— WHAT YOU SHOULD DO —
Look through the data for the string "clone". Copy every line where it is found.

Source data
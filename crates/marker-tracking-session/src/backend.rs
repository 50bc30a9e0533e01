use crossbeam_channel::{Receiver, Sender};
use marker_tracking_core::{DetectionEvent, TrackerSettings};

use crate::events::SessionEvent;
use crate::feed::DetectionFeed;

/// External marker-tracking capability.
pub trait TrackerBackend {
    /// Apply settings asynchronously; report the result through `done`.
    fn apply_settings(&mut self, settings: &TrackerSettings, done: SettingsCompletion);
    /// Subscribe to detections. Dropping the receiver unsubscribes.
    fn subscribe(&mut self) -> Receiver<DetectionEvent>;
    /// Ask the backend to stop scanning. Fire-and-forget.
    fn stop_scanning(&mut self);
}

/// Single-shot continuation for a settings application.
#[derive(Debug)]
#[must_use]
pub struct SettingsCompletion {
    tx: Sender<SessionEvent>,
}

impl SettingsCompletion {
    pub(crate) fn new(tx: Sender<SessionEvent>) -> Self {
        Self { tx }
    }

    pub fn complete(self, result: Result<(), String>) {
        let _ = self.tx.send(SessionEvent::SettingsApplied(result));
    }
}

/// Backend driven by an in-process [`DetectionFeed`].
///
/// Settings are accepted (or rejected, see [`FeedBackend::rejecting`])
/// immediately and recorded for inspection.
#[derive(Debug)]
pub struct FeedBackend {
    feed: DetectionFeed,
    applied: Option<TrackerSettings>,
    reject_with: Option<String>,
    scanning: bool,
}

impl FeedBackend {
    pub fn new(feed: DetectionFeed) -> Self {
        Self {
            feed,
            applied: None,
            reject_with: None,
            scanning: false,
        }
    }

    /// Backend whose settings application always fails with `reason`.
    pub fn rejecting(feed: DetectionFeed, reason: impl Into<String>) -> Self {
        Self {
            reject_with: Some(reason.into()),
            ..Self::new(feed)
        }
    }

    pub fn applied_settings(&self) -> Option<&TrackerSettings> {
        self.applied.as_ref()
    }

    pub fn is_scanning(&self) -> bool {
        self.scanning
    }

    pub fn feed(&self) -> &DetectionFeed {
        &self.feed
    }
}

impl TrackerBackend for FeedBackend {
    fn apply_settings(&mut self, settings: &TrackerSettings, done: SettingsCompletion) {
        match &self.reject_with {
            Some(reason) => done.complete(Err(reason.clone())),
            None => {
                self.applied = Some(settings.clone());
                self.scanning = settings.enable_marker_scanning;
                done.complete(Ok(()));
            }
        }
    }

    fn subscribe(&mut self) -> Receiver<DetectionEvent> {
        self.feed.subscribe()
    }

    fn stop_scanning(&mut self) {
        self.scanning = false;
    }
}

— SOLUTION TO THE PROBLEM —
            Some(reason) => done.complete(Err(reason.clone())),
                self.applied = Some(settings.clone());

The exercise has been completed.